• _Work instruction_: In the material below, find each line with the word "Option" and copy it.

═══ Records for processing ═══

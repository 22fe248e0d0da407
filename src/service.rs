//! Service entries and the field aliases registration documents use for them.
//!
//! The registration format names a service's protocol `type` and its endpoint
//! `url`. Documents in the wild often use `name` and `endpoint` instead, so
//! every reader of a service object resolves both spellings, spec name first.

use serde_json::Value;

/// Spec field and alias holding a service's protocol identifier.
pub(crate) const PROTOCOL_KEYS: (&str, &str) = ("type", "name");

/// Spec field and alias holding a service's endpoint.
pub(crate) const ENDPOINT_KEYS: (&str, &str) = ("url", "endpoint");

/// A normalized `{protocol, endpoint}` pair taken from one service object.
///
/// # Examples
///
/// ```
/// use erc8004_registry::ServiceEntry;
/// use serde_json::json;
///
/// let entry = ServiceEntry::from_raw(&json!({"name": "MCP", "endpoint": "https://mcp.example.com"}));
/// assert_eq!(entry.protocol.as_deref(), Some("MCP"));
/// assert_eq!(entry.endpoint.as_deref(), Some("https://mcp.example.com"));
/// ```
#[derive(Debug, Clone, PartialEq, Eq, Default)]
#[cfg_attr(feature = "serde", derive(serde::Serialize))]
pub struct ServiceEntry {
    /// Protocol identifier as written in the document (case preserved)
    pub protocol: Option<String>,
    /// Endpoint as written in the document
    pub endpoint: Option<String>,
}

impl ServiceEntry {
    /// Builds an entry from a raw service value.
    ///
    /// Non-object values yield an entry with both fields `None`.
    #[must_use]
    pub fn from_raw(service: &Value) -> Self {
        Self {
            protocol: resolve(service, PROTOCOL_KEYS)
                .and_then(Value::as_str)
                .map(str::to_string),
            endpoint: resolve(service, ENDPOINT_KEYS)
                .and_then(Value::as_str)
                .map(str::to_string),
        }
    }

    /// Returns true when the protocol matches `name`, ignoring ASCII case.
    #[must_use]
    pub fn is_protocol(&self, name: &str) -> bool {
        self.protocol
            .as_deref()
            .is_some_and(|p| p.eq_ignore_ascii_case(name))
    }
}

/// Returns the first truthy value among the spec key and its alias.
///
/// An empty string, `false`, `0`, or `null` under the spec key falls through
/// to the alias.
pub(crate) fn resolve<'a>(service: &'a Value, (primary, alias): (&str, &str)) -> Option<&'a Value> {
    [primary, alias]
        .into_iter()
        .filter_map(|key| service.get(key))
        .find(|value| is_truthy(value))
}

/// Returns true when `key` exists on the object, even if its value is null.
pub(crate) fn has_key(value: &Value, key: &str) -> bool {
    value.get(key).is_some()
}

fn is_truthy(value: &Value) -> bool {
    match value {
        Value::Null => false,
        Value::Bool(b) => *b,
        Value::Number(n) => n.as_f64().is_some_and(|f| f.abs() > 0.0),
        Value::String(s) => !s.is_empty(),
        Value::Array(_) | Value::Object(_) => true,
    }
}

/// The entries under `services`; empty when the field is absent or not an array.
pub(crate) fn service_list(document: &Value) -> &[Value] {
    document
        .get("services")
        .and_then(Value::as_array)
        .map(Vec::as_slice)
        .unwrap_or_default()
}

═══

• _Solved problem_:
    pub protocol: Option<String>,
    pub endpoint: Option<String>,
pub(crate) fn resolve<'a>(service: &'a Value, (primary, alias): (&str, &str)) -> Option<&'a Value> {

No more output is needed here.